Bucin Karena Tuhan "Harapanku Kepada Okta" Cerpen based on true story.

        
BUCIN KARENA TUHAN

Bagian III

Harapanku Kepada Okta


    
        Tepat pukul 04.00 alarmku berbunyi, aku pun bergegas membersihkan diriku. Setelah mandi aku membuka smartphone buatan china milikku.

        "Selemat pagi, udah bangun apa belum?" pesanku kepada Okta.

        "Sudah, kamu tadi malem tidur jam berapa? kok terakhir online jam satu." balas okta dengan emot berfikir.

        "Aku tidur jam setengah dua, nggak bisa tidur soalnya, kamu sendiri jam berapa tidurnya?" aku balik bertanya.

        "Jam setengah satu mungkin sudah tidur, emang kenapa kok tidur larut banget?" dengan emot tersenyum terbalik.

        "Mikirin kamu." balasku dengan emot love dan mawar.

        "U2222, yaudah nanti tak kabari lagi, aku mau sholat terus ngaji." sambungnya dengan emot bahagia dan love.

        "Iya semangat ta." pangkas ku dengan emot senyum.

        Adzan subuh tiba, aku kenakan penutup kepalaku dan aku melangkah menuju mushola yang tidak jauh dari rumahku. Setelah bersujud 4 kali, aku meminta pertolongan dan meminta rejeki, meminta kemudahan, meminta kesehatan, meminta perlindungan kepada Tuhan Yang Maha Esa. Tidak lupa dalam diriku bertanya kepada Allah.

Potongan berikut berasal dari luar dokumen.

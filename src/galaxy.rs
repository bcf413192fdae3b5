//! Deterministic 3-D layout of incidents grouped by project ("galaxy" view),
//! with a side cache invalidated by store cardinality.
//!
//! Each project becomes a "sun" positioned from a content hash of its name:
//! angle and radius fall out of modulo arithmetic on the hash value, giving
//! a reproducible layout without storing coordinates. The computed structure
//! is persisted next to the store and trusted only while its recorded
//! `total_incidents` matches the live collection count — exact for add-only
//! workloads, blind to same-count replacement edits.

use sha2::{Digest, Sha256};
use std::collections::BTreeMap;
use std::path::Path;
use tracing::{debug, info, warn};

use crate::error::EngineError;
use crate::fields;
use crate::models::{truncate_chars, GalaxyData, GalaxyIncident, Sun};
use crate::store::{StoredRecord, VectorStore};

const CACHE_FILE: &str = "galaxy_cache.json";

/// Per sun, at most this many incidents are exposed to the visualization;
/// `size` and `incident_count` still report the true count.
const MAX_INCIDENTS_PER_SUN: usize = 500;

const SUN_TEXT_CAP: usize = 150;
const SUN_META_VALUE_CAP: usize = 50;

/// Return the galaxy layout, from cache when valid, else regenerated and
/// re-cached. Cache writes are best-effort; a failure is logged and does
/// not fail the call.
pub async fn get_layout(store: &VectorStore, use_cache: bool) -> Result<GalaxyData, EngineError> {
    let cache_path = store.dir().join(CACHE_FILE);
    let live_count = store.count().await?;

    if use_cache {
        if let Some(cached) = load_cached(&cache_path) {
            if cached.total_incidents == live_count {
                info!(total_incidents = live_count, "galaxy cache valid");
                return Ok(cached);
            }
            debug!(
                cached = cached.total_incidents,
                live = live_count,
                "galaxy cache stale, regenerating"
            );
        }
    }

    let records = store.get_all().await?;
    if records.is_empty() {
        return Err(EngineError::NoData(
            "the collection is empty; load incidents first".to_string(),
        ));
    }

    let galaxy = build_galaxy(records);

    if let Err(e) = write_cache(&cache_path, &galaxy) {
        warn!(error = %e, "failed to write galaxy cache");
    }

    info!(
        projects = galaxy.total_projects,
        incidents = galaxy.total_incidents,
        "galaxy regenerated"
    );
    Ok(galaxy)
}

/// Read and parse the cache file; any absence or parse failure just means
/// "no cache".
fn load_cached(path: &Path) -> Option<GalaxyData> {
    let content = std::fs::read_to_string(path).ok()?;
    match serde_json::from_str::<GalaxyData>(&content) {
        Ok(data) => Some(data),
        Err(e) => {
            warn!(error = %e, "unreadable galaxy cache, ignoring");
            None
        }
    }
}

/// Whole-file replace via temp + rename; a concurrent regeneration can at
/// worst produce a duplicate write, never a torn file.
fn write_cache(path: &Path, galaxy: &GalaxyData) -> anyhow::Result<()> {
    let tmp = path.with_extension("json.tmp");
    std::fs::write(&tmp, serde_json::to_string(galaxy)?)?;
    std::fs::rename(&tmp, path)?;
    Ok(())
}

/// Group records by resolved project and lay each group out as a sun.
fn build_galaxy(records: Vec<StoredRecord>) -> GalaxyData {
    let total_incidents = records.len();

    let mut projects: BTreeMap<String, Vec<GalaxyIncident>> = BTreeMap::new();
    for record in records {
        let project = fields::resolve_or(
            &record.metadata,
            fields::PROJECT_ALIASES,
            fields::DEFAULT_PROJECT,
        )
        .to_string();

        projects
            .entry(project)
            .or_default()
            .push(GalaxyIncident {
                id: record.id,
                text: truncate_chars(&record.document, SUN_TEXT_CAP),
                metadata: record
                    .metadata
                    .into_iter()
                    .map(|(k, v)| (k, truncate_chars(&v, SUN_META_VALUE_CAP)))
                    .collect(),
            });
    }

    let suns: Vec<Sun> = projects
        .into_iter()
        .map(|(name, mut incidents)| {
            let count = incidents.len();
            let has_more = count > MAX_INCIDENTS_PER_SUN;
            incidents.truncate(MAX_INCIDENTS_PER_SUN);

            let (x, y, z) = sun_position(&name);
            Sun {
                name,
                x,
                y,
                z,
                size: count,
                incident_count: count,
                incidents,
                has_more,
            }
        })
        .collect();

    GalaxyData {
        success: true,
        total_projects: suns.len(),
        total_incidents,
        suns,
        error: None,
        traceback: None,
    }
}

/// Deterministic pseudo-random position for a project, derived from a
/// content hash of its name reduced into angle/radius/height ranges.
fn sun_position(name: &str) -> (f64, f64, f64) {
    let digest = Sha256::digest(name.as_bytes());
    let mut low = [0u8; 16];
    low.copy_from_slice(&digest[..16]);
    let hash = u128::from_be_bytes(low);

    let angle = (hash % 360) as f64 * std::f64::consts::PI / 180.0;
    let radius = 30.0 + (hash % 50) as f64;
    let y = (hash % 20) as f64 - 10.0;

    (angle.cos() * radius, y, angle.sin() * radius)
}

#[cfg(test)]
mod tests {
    use super::*;

    fn record(id: &str, project: Option<&str>) -> StoredRecord {
        let mut metadata = BTreeMap::new();
        if let Some(p) = project {
            metadata.insert("Proyecto".to_string(), p.to_string());
        }
        StoredRecord {
            id: id.to_string(),
            document: format!("texto de {}", id),
            metadata,
        }
    }

    #[test]
    fn test_position_deterministic() {
        assert_eq!(sun_position("Atlas"), sun_position("Atlas"));
        assert_ne!(sun_position("Atlas"), sun_position("Borealis"));
    }

    #[test]
    fn test_position_ranges() {
        for name in ["Atlas", "Borealis", "Sin proyecto", "Web Scraping", "ñ"] {
            let (x, y, z) = sun_position(name);
            let radius = (x * x + z * z).sqrt();
            assert!((30.0..80.0).contains(&radius), "radius {} for {}", radius, name);
            assert!((-10.0..10.0).contains(&y), "y {} for {}", y, name);
        }
    }

    #[test]
    fn test_groups_by_project_with_default() {
        let galaxy = build_galaxy(vec![
            record("1", Some("Atlas")),
            record("2", None),
            record("3", Some("Atlas")),
        ]);
        assert_eq!(galaxy.total_incidents, 3);
        assert_eq!(galaxy.total_projects, 2);

        let atlas = galaxy.suns.iter().find(|s| s.name == "Atlas").unwrap();
        assert_eq!(atlas.incident_count, 2);
        let unassigned = galaxy
            .suns
            .iter()
            .find(|s| s.name == fields::DEFAULT_PROJECT)
            .unwrap();
        assert_eq!(unassigned.incident_count, 1);
    }

    #[test]
    fn test_sun_caps_exposed_incidents() {
        let records: Vec<StoredRecord> = (0..(MAX_INCIDENTS_PER_SUN + 1))
            .map(|i| record(&format!("i{}", i), Some("Atlas")))
            .collect();
        let galaxy = build_galaxy(records);
        let sun = &galaxy.suns[0];
        assert_eq!(sun.incidents.len(), MAX_INCIDENTS_PER_SUN);
        assert_eq!(sun.incident_count, MAX_INCIDENTS_PER_SUN + 1);
        assert_eq!(sun.size, MAX_INCIDENTS_PER_SUN + 1);
        assert!(sun.has_more);
    }

    #[test]
    fn test_sun_truncates_payload_fields() {
        let mut r = record("1", Some("Atlas"));
        r.document = "d".repeat(400);
        r.metadata
            .insert("Comentario".to_string(), "c".repeat(200));
        let galaxy = build_galaxy(vec![r]);
        let incident = &galaxy.suns[0].incidents[0];
        assert_eq!(incident.text.len(), SUN_TEXT_CAP);
        assert_eq!(incident.metadata.get("Comentario").unwrap().len(), SUN_META_VALUE_CAP);
    }

    #[test]
    fn test_load_cached_rejects_garbage() {
        let tmp = tempfile::tempdir().unwrap();
        let path = tmp.path().join(CACHE_FILE);
        assert!(load_cached(&path).is_none());
        std::fs::write(&path, "{not json").unwrap();
        assert!(load_cached(&path).is_none());
    }

    mod with_store {
        use super::*;
        use crate::config::StoreConfig;
        use crate::store::EntryRecord;
        use tempfile::TempDir;

        async fn store_with(tmp: &TempDir, n: usize) -> VectorStore {
            let config = StoreConfig {
                path: tmp.path().to_path_buf(),
                collection: "incidents".to_string(),
            };
            let store = VectorStore::open_or_create(&config).await.unwrap();
            let batch: Vec<EntryRecord> = (0..n)
                .map(|i| {
                    let mut metadata = BTreeMap::new();
                    metadata.insert("Proyecto".to_string(), "Atlas".to_string());
                    EntryRecord {
                        id: format!("e{}", i),
                        document: format!("doc {}", i),
                        embedding: vec![0.0; 4],
                        metadata,
                    }
                })
                .collect();
            store.upsert(&batch).await.unwrap();
            store
        }

        #[tokio::test]
        async fn test_cache_roundtrip_and_invalidation() {
            let tmp = TempDir::new().unwrap();
            let store = store_with(&tmp, 2).await;

            let first = get_layout(&store, true).await.unwrap();
            assert_eq!(first.total_incidents, 2);
            assert!(tmp.path().join(CACHE_FILE).exists());

            // Valid cache is served as-is.
            let cached = get_layout(&store, true).await.unwrap();
            assert_eq!(cached.total_incidents, 2);

            // Cardinality change forces regeneration, never a stale answer.
            let mut metadata = BTreeMap::new();
            metadata.insert("Proyecto".to_string(), "Borealis".to_string());
            store
                .upsert(&[EntryRecord {
                    id: "extra".to_string(),
                    document: "doc extra".to_string(),
                    embedding: vec![0.0; 4],
                    metadata,
                }])
                .await
                .unwrap();

            let regenerated = get_layout(&store, true).await.unwrap();
            assert_eq!(regenerated.total_incidents, 3);
            assert_eq!(regenerated.total_projects, 2);
        }

        #[tokio::test]
        async fn test_stale_cache_file_ignored() {
            let tmp = TempDir::new().unwrap();
            let store = store_with(&tmp, 2).await;

            std::fs::write(
                tmp.path().join(CACHE_FILE),
                r#"{"success":true,"suns":[],"total_projects":0,"total_incidents":99}"#,
            )
            .unwrap();

            let galaxy = get_layout(&store, true).await.unwrap();
            assert_eq!(galaxy.total_incidents, 2);
        }

        #[tokio::test]
        async fn test_use_cache_false_bypasses_cache() {
            let tmp = TempDir::new().unwrap();
            let store = store_with(&tmp, 2).await;

            // A forged cache with the right cardinality would be served...
            let forged = r#"{"success":true,"suns":[],"total_projects":7,"total_incidents":2}"#;
            std::fs::write(tmp.path().join(CACHE_FILE), forged).unwrap();
            let served = get_layout(&store, true).await.unwrap();
            assert_eq!(served.total_projects, 7);

            // ...but use_cache=false always recomputes.
            let fresh = get_layout(&store, false).await.unwrap();
            assert_eq!(fresh.total_projects, 1);
        }

        #[tokio::test]
        async fn test_empty_collection_is_no_data() {
            let tmp = TempDir::new().unwrap();
            let store = store_with(&tmp, 0).await;
            let result = get_layout(&store, true).await;
            assert!(matches!(result, Err(EngineError::NoData(_))));
        }
    }
}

        "Ya Tuhan, apakah Okta kau pertemukan untuk diriku semata? Engkau tidak pernah mempertemukan wanita seperti Okta sebelumnya. Semoga Okta yang terbaik, semoga Okta lebih baik dari yang sebelumnya dan semoga Okta menjadi yang terakhir , menjadi pendamping yang baik untuk diriku di masa depan, Amin."

        Pukul 08.00 di layar laptop ku, aku bergegas untuk mengganti bajuku. Kemudian mengambil piring, sendok dan garpu, aku buka tudung saji dan ternyata makanan belum siap. Tak kehabisan akal, aku bergegas membuat mie instan dan memakannya, ketika selesai makan dengan sengaja aku tidak mencuci seperangkat alat makanku tadi, dan Mama mengetahuinya.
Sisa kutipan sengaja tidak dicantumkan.